From Resistance to Resilience—Stories from the Urban Risk Lab
Thu, 2/22 · 6:00 pm—8:00 pm · Betts Auditorium
Miho Mazereeuw, MIT
Miho Mazereeuw is Associate Professor of Architecture and Urbanism and Director of the Urban Risk Lab at MIT. Operating at several scales, her research focuses on designing cities to prepare for disasters such as earthquakes, flooding, and typhoons. With the Urban Risk Lab, she engages in extensive field work and community workshops, focusing on the needs of diverse cultures and contexts. The Lab aspires to change the course of current global development trends through a radical shift in education and action to proactively embed preparedness and risk reduction in a rapidly urbanizing world.

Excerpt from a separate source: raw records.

//! CSV directory data adapter.
//!
//! Layout under the base directory:
//!
//! - `watchlist.csv`: `symbol[,exchange[,provider_id]]` with a header row.
//! - `<SYMBOL>_<EXCHANGE>_<TF>.csv`: `timestamp,open,high,low,close,volume`,
//!   where `<TF>` is the timeframe label (`15m`, `1d`).
//!
//! Timestamps may be `YYYY-MM-DD`, `YYYY-MM-DD HH:MM:SS`, ISO `T`-separated,
//! or RFC 3339 with an offset (taken as exchange-local wall time).

use std::fs;
use std::path::{Path, PathBuf};
use std::str::FromStr;

use chrono::{DateTime, NaiveDate, NaiveDateTime};

use crate::domain::error::TmvError;
use crate::domain::instrument::Instrument;
use crate::domain::ohlcv::OhlcvBar;
use crate::domain::timeframe::Timeframe;
use crate::ports::data_port::DataPort;

const SOURCE: &str = "csv";
const DEFAULT_EXCHANGE: &str = "NSE";

pub struct CsvAdapter {
    base_path: PathBuf,
}

impl CsvAdapter {
    pub fn new(base_path: PathBuf) -> Self {
        Self { base_path }
    }

    pub fn watchlist_path(&self) -> PathBuf {
        self.base_path.join("watchlist.csv")
    }

    pub fn bars_path(&self, instrument: &Instrument, timeframe: Timeframe) -> PathBuf {
        self.base_path.join(format!(
            "{}_{}_{}.csv",
            instrument.symbol(),
            instrument.exchange(),
            timeframe.label()
        ))
    }

    fn read_all(&self, path: &Path) -> Result<Vec<OhlcvBar>, TmvError> {
        let content = fs::read_to_string(path).map_err(|e| {
            TmvError::upstream(SOURCE, format!("failed to read {}: {}", path.display(), e))
        })?;
        parse_bars(&content, path)
    }
}

pub fn parse_timestamp(raw: &str) -> Option<NaiveDateTime> {
    let raw = raw.trim();
    if let Ok(dt) = DateTime::parse_from_rfc3339(raw) {
        return Some(dt.naive_local());
    }
    for fmt in ["%Y-%m-%d %H:%M:%S", "%Y-%m-%dT%H:%M:%S", "%Y-%m-%d %H:%M"] {
        if let Ok(ts) = NaiveDateTime::parse_from_str(raw, fmt) {
            return Some(ts);
        }
    }
    NaiveDate::parse_from_str(raw, "%Y-%m-%d")
        .ok()
        .and_then(|d| d.and_hms_opt(0, 0, 0))
}

fn field<T>(record: &csv::StringRecord, idx: usize, name: &str, path: &Path) -> Result<T, TmvError>
where
    T: FromStr,
    T::Err: std::fmt::Display,
{
    let line = record.position().map(|p| p.line()).unwrap_or(0);
    let raw = record.get(idx).ok_or_else(|| {
        TmvError::upstream(
            SOURCE,
            format!("{}:{}: missing {} column", path.display(), line, name),
        )
    })?;
    raw.trim().parse().map_err(|e| {
        TmvError::upstream(
            SOURCE,
            format!("{}:{}: invalid {} '{}': {}", path.display(), line, name, raw, e),
        )
    })
}

fn price(record: &csv::StringRecord, idx: usize, name: &str, path: &Path) -> Result<f64, TmvError> {
    let value: f64 = field(record, idx, name, path)?;
    if !value.is_finite() {
        return Err(invalid_row(record, name, value, path));
    }
    Ok(value)
}

/// Volume may be written as a float; it must round to a count that fits `i64`.
fn volume(record: &csv::StringRecord, path: &Path) -> Result<i64, TmvError> {
    let value: f64 = field(record, 5, "volume", path)?;
    let rounded = value.round();
    if !rounded.is_finite() || rounded < 0.0 || rounded >= i64::MAX as f64 {
        return Err(invalid_row(record, "volume", value, path));
    }
    Ok(rounded as i64)
}

fn invalid_row(record: &csv::StringRecord, name: &str, value: f64, path: &Path) -> TmvError {
    let line = record.position().map(|p| p.line()).unwrap_or(0);
    TmvError::upstream(
        SOURCE,
        format!("{}:{}: {} out of range: {}", path.display(), line, name, value),
    )
}

/// Parse a bar file body. Rows come back in file order.
pub fn parse_bars(content: &str, path: &Path) -> Result<Vec<OhlcvBar>, TmvError> {
    let mut rdr = csv::Reader::from_reader(content.as_bytes());
    let mut bars = Vec::new();

    for result in rdr.records() {
        let record = result.map_err(|e| {
            TmvError::upstream(SOURCE, format!("{}: CSV parse error: {}", path.display(), e))
        })?;

        let raw_ts = record.get(0).unwrap_or_default();
        let timestamp = parse_timestamp(raw_ts).ok_or_else(|| {
            TmvError::upstream(
                SOURCE,
                format!("{}: invalid timestamp '{}'", path.display(), raw_ts),
            )
        })?;

        bars.push(OhlcvBar {
            timestamp,
            open: price(&record, 1, "open", path)?,
            high: price(&record, 2, "high", path)?,
            low: price(&record, 3, "low", path)?,
            close: price(&record, 4, "close", path)?,
            volume: volume(&record, path)?,
        });
    }

    Ok(bars)
}

impl DataPort for CsvAdapter {
    fn load_watchlist(&self) -> Result<Vec<Instrument>, TmvError> {
        let path = self.watchlist_path();
        let content = fs::read_to_string(&path).map_err(|e| {
            TmvError::upstream(SOURCE, format!("failed to read {}: {}", path.display(), e))
        })?;

        let mut rdr = csv::ReaderBuilder::new()
            .flexible(true)
            .from_reader(content.as_bytes());
        let mut instruments = Vec::new();
        for result in rdr.records() {
            let record = result.map_err(|e| {
                TmvError::upstream(SOURCE, format!("{}: CSV parse error: {}", path.display(), e))
            })?;
            let symbol = record.get(0).unwrap_or_default().trim();
            if symbol.is_empty() {
                continue;
            }
            let exchange = record
                .get(1)
                .map(str::trim)
                .filter(|s| !s.is_empty())
                .unwrap_or(DEFAULT_EXCHANGE);
            let provider_id = record.get(2).unwrap_or_default();
            instruments.push(Instrument::new(symbol, exchange, provider_id));
        }
        Ok(instruments)
    }

    fn fetch_bars(
        &self,
        instrument: &Instrument,
        timeframe: Timeframe,
        from: NaiveDateTime,
        to: NaiveDateTime,
    ) -> Result<Vec<OhlcvBar>, TmvError> {
        let path = self.bars_path(instrument, timeframe);
        let mut bars = self.read_all(&path)?;
        bars.retain(|b| b.timestamp >= from && b.timestamp <= to);
        bars.sort_by_key(|b| b.timestamp);
        Ok(bars)
    }

    fn get_data_range(
        &self,
        instrument: &Instrument,
        timeframe: Timeframe,
    ) -> Result<Option<(NaiveDateTime, NaiveDateTime, usize)>, TmvError> {
        let path = self.bars_path(instrument, timeframe);
        if !path.exists() {
            return Ok(None);
        }
        let bars = self.read_all(&path)?;
        let first = bars.iter().map(|b| b.timestamp).min();
        let last = bars.iter().map(|b| b.timestamp).max();
        Ok(first.zip(last).map(|(f, l)| (f, l, bars.len())))
    }
}
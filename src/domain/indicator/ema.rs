//! Exponential Moving Average.
//!
//! k = 2/(n+1), seed with first SMA, then EMA[i] = C[i]*k + EMA[i-1]*(1-k).
//! Warmup: first (n-1) bars are invalid.

use crate::domain::indicator::{warmup_point, IndicatorPoint, IndicatorSeries, IndicatorType, IndicatorValue};
use crate::domain::ohlcv::OhlcvBar;

pub fn calculate_ema(bars: &[OhlcvBar], period: usize) -> IndicatorSeries {
    if period == 0 || bars.is_empty() {
        return IndicatorSeries {
            indicator_type: IndicatorType::Ema(period),
            values: Vec::new(),
        };
    }

    let mut values = Vec::with_capacity(bars.len());
    let k = 2.0 / (period as f64 + 1.0);
    let mut ema = 0.0;
    let mut sum = 0.0;

    for (i, bar) in bars.iter().enumerate() {
        if i < period - 1 {
            sum += bar.close;
            values.push(warmup_point(bar.timestamp));
            continue;
        }

        if i == period - 1 {
            sum += bar.close;
            ema = sum / period as f64;
        } else {
            ema = bar.close * k + ema * (1.0 - k);
        }
        values.push(IndicatorPoint {
            timestamp: bar.timestamp,
            valid: true,
            value: IndicatorValue::Simple(ema),
        });
    }

    IndicatorSeries {
        indicator_type: IndicatorType::Ema(period),
        values,
    }
}
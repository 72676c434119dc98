use clap::Parser;
use tmvrank::cli::{run, Cli};
use tmvrank::logging::init_logging;

fn main() -> std::process::ExitCode {
    let cli = Cli::parse();
    init_logging(cli.log_json);
    run(cli)
}
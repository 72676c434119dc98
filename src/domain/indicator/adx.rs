//! ADX (Average Directional Index), Wilder smoothing.
//!
//! 1. +DM = up move if it exceeds the down move and is positive, else 0;
//!    -DM likewise for the down move. TR is the true range.
//! 2. The first smoothed +DM, -DM and TR are the sums over changes 1..=n;
//!    afterwards S = S - S/n + current.
//! 3. +DI = 100 * S(+DM) / S(TR), -DI = 100 * S(-DM) / S(TR).
//! 4. DX = 100 * |+DI - -DI| / (+DI + -DI).
//! 5. The first ADX is the mean of the first n DX values; afterwards
//!    ADX = (prev * (n-1) + DX) / n.
//!
//! Warmup: the first valid ADX lands on bar 2n - 1.

use crate::domain::indicator::{warmup_point, IndicatorPoint, IndicatorSeries, IndicatorType, IndicatorValue};
use crate::domain::ohlcv::OhlcvBar;

pub const DEFAULT_PERIOD: usize = 14;

pub fn calculate_adx(bars: &[OhlcvBar], period: usize) -> IndicatorSeries {
    if period == 0 {
        return IndicatorSeries {
            indicator_type: IndicatorType::Adx(period),
            values: Vec::new(),
        };
    }

    let n = period as f64;
    let mut values = Vec::with_capacity(bars.len());
    if let Some(first) = bars.first() {
        values.push(warmup_point(first.timestamp));
    }

    let mut s_plus = 0.0;
    let mut s_minus = 0.0;
    let mut s_tr = 0.0;
    let mut dx_sum = 0.0;
    let mut adx = 0.0;

    for i in 1..bars.len() {
        let (cur, prev) = (&bars[i], &bars[i - 1]);
        let up = cur.high - prev.high;
        let down = prev.low - cur.low;
        let plus_dm = if up > down && up > 0.0 { up } else { 0.0 };
        let minus_dm = if down > up && down > 0.0 { down } else { 0.0 };
        let tr = cur.true_range(prev.close);

        if i <= period {
            s_plus += plus_dm;
            s_minus += minus_dm;
            s_tr += tr;
        } else {
            s_plus = s_plus - s_plus / n + plus_dm;
            s_minus = s_minus - s_minus / n + minus_dm;
            s_tr = s_tr - s_tr / n + tr;
        }

        if i < period {
            values.push(warmup_point(cur.timestamp));
            continue;
        }

        let (plus_di, minus_di) = if s_tr > 0.0 {
            (100.0 * s_plus / s_tr, 100.0 * s_minus / s_tr)
        } else {
            (0.0, 0.0)
        };
        let di_sum = plus_di + minus_di;
        let dx = if di_sum > 0.0 {
            100.0 * (plus_di - minus_di).abs() / di_sum
        } else {
            0.0
        };

        // i - period counts DX values seen so far, starting at 0.
        let dx_index = i - period;
        let valid = if dx_index < period - 1 {
            dx_sum += dx;
            false
        } else if dx_index == period - 1 {
            adx = (dx_sum + dx) / n;
            true
        } else {
            adx = (adx * (n - 1.0) + dx) / n;
            true
        };

        values.push(IndicatorPoint {
            timestamp: cur.timestamp,
            valid,
            value: IndicatorValue::Adx {
                adx: if valid { adx } else { 0.0 },
                plus_di,
                minus_di,
            },
        });
    }

    IndicatorSeries {
        indicator_type: IndicatorType::Adx(period),
        values,
    }
}
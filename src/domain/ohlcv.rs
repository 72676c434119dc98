//! OHLCV bar representation.

use chrono::NaiveDateTime;

/// One bar of market data. Timestamps are exchange-local and mark the bar open.
#[derive(Debug, Clone, PartialEq)]
pub struct OhlcvBar {
    pub timestamp: NaiveDateTime,
    pub open: f64,
    pub high: f64,
    pub low: f64,
    pub close: f64,
    pub volume: i64,
}

impl OhlcvBar {
    /// (high + low + close) / 3
    pub fn typical_price(&self) -> f64 {
        (self.high + self.low + self.close) / 3.0
    }

    /// (high + low) / 2
    pub fn median_price(&self) -> f64 {
        (self.high + self.low) / 2.0
    }

    /// max(high - low, |high - prev_close|, |low - prev_close|)
    pub fn true_range(&self, prev_close: f64) -> f64 {
        let hl = self.high - self.low;
        let hc = (self.high - prev_close).abs();
        let lc = (self.low - prev_close).abs();
        hl.max(hc).max(lc)
    }
}

impl OhlcvBar {
    /// Describes what makes the bar unusable, if anything: a non-finite or
    /// negative price, high below low, or negative volume.
    pub fn defect(&self) -> Option<&'static str> {
        let prices = [self.open, self.high, self.low, self.close];
        if prices.iter().any(|p| !p.is_finite()) {
            return Some("non-finite price");
        }
        if prices.iter().any(|p| *p < 0.0) {
            return Some("negative price");
        }
        if self.high < self.low {
            return Some("high below low");
        }
        if self.volume < 0 {
            return Some("negative volume");
        }
        None
    }
}

#[cfg(test)]
mod tests {
    use super::*;
    use chrono::NaiveDate;

    fn ts(day: u32, hour: u32) -> NaiveDateTime {
        NaiveDate::from_ymd_opt(2024, 1, day)
            .unwrap()
            .and_hms_opt(hour, 15, 0)
            .unwrap()
    }

    fn sample_bar() -> OhlcvBar {
        OhlcvBar {
            timestamp: ts(15, 9),
            open: 100.0,
            high: 110.0,
            low: 90.0,
            close: 105.0,
            volume: 50_000,
        }
    }

    #[test]
    fn typical_price() {
        let bar = sample_bar();
        let expected = (110.0 + 90.0 + 105.0) / 3.0;
        assert!((bar.typical_price() - expected).abs() < f64::EPSILON);
    }

    #[test]
    fn median_price() {
        assert!((sample_bar().median_price() - 100.0).abs() < f64::EPSILON);
    }

    #[test]
    fn true_range_hl_dominates() {
        let bar = sample_bar();
        assert!((bar.true_range(100.0) - 20.0).abs() < f64::EPSILON);
    }

    #[test]
    fn true_range_gap_up() {
        let bar = sample_bar();
        // |110-70| = 40
        assert!((bar.true_range(70.0) - 40.0).abs() < f64::EPSILON);
    }

    #[test]
    fn true_range_gap_down() {
        let bar = sample_bar();
        // |90-130| = 40
        assert!((bar.true_range(130.0) - 40.0).abs() < f64::EPSILON);
    }

    #[test]
    fn sound_bar_has_no_defect() {
        assert_eq!(sample_bar().defect(), None);
        let flat = OhlcvBar {
            high: 100.0,
            low: 100.0,
            volume: 0,
            ..sample_bar()
        };
        assert_eq!(flat.defect(), None);
    }

    #[test]
    fn defects_are_named() {
        let nan_close = OhlcvBar {
            close: f64::NAN,
            ..sample_bar()
        };
        assert_eq!(nan_close.defect(), Some("non-finite price"));
        let inf_high = OhlcvBar {
            high: f64::INFINITY,
            ..sample_bar()
        };
        assert_eq!(inf_high.defect(), Some("non-finite price"));
        let negative = OhlcvBar {
            low: -1.0,
            ..sample_bar()
        };
        assert_eq!(negative.defect(), Some("negative price"));
        let inverted = OhlcvBar {
            high: 80.0,
            ..sample_bar()
        };
        assert_eq!(inverted.defect(), Some("high below low"));
        let volume = OhlcvBar {
            volume: -5,
            ..sample_bar()
        };
        assert_eq!(volume.defect(), Some("negative volume"));
    }
}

Her forthcoming book, Design Before Disaster: Japan’s Culture of Preparedness (University of Virginia Press, 2024), offers a holistic framework to design for anticipated disasters and provides examples of resilient interventions in urban landscapes and architecture. She has also been the recipient of the Janet Darling Webel Prize, the Charles Eliot Traveling Fellowship, and the Wheelwright Prize.
Mazereeuw is both a registered architect and a registered landscape architect, and prior to joining MIT, she was an associate at the Office for Metropolitan Architecture (OMA). Additionally, she held teaching appointments at the Harvard Graduate School of Design and the University of Toronto. Mazereeuw received her Master of Architecture and Landscape Architecture with distinction from the Harvard Graduate School of Design.
Lectures made possible by the Jean Labatut Memorial Lectures in Architecture and Urban Planning Fund.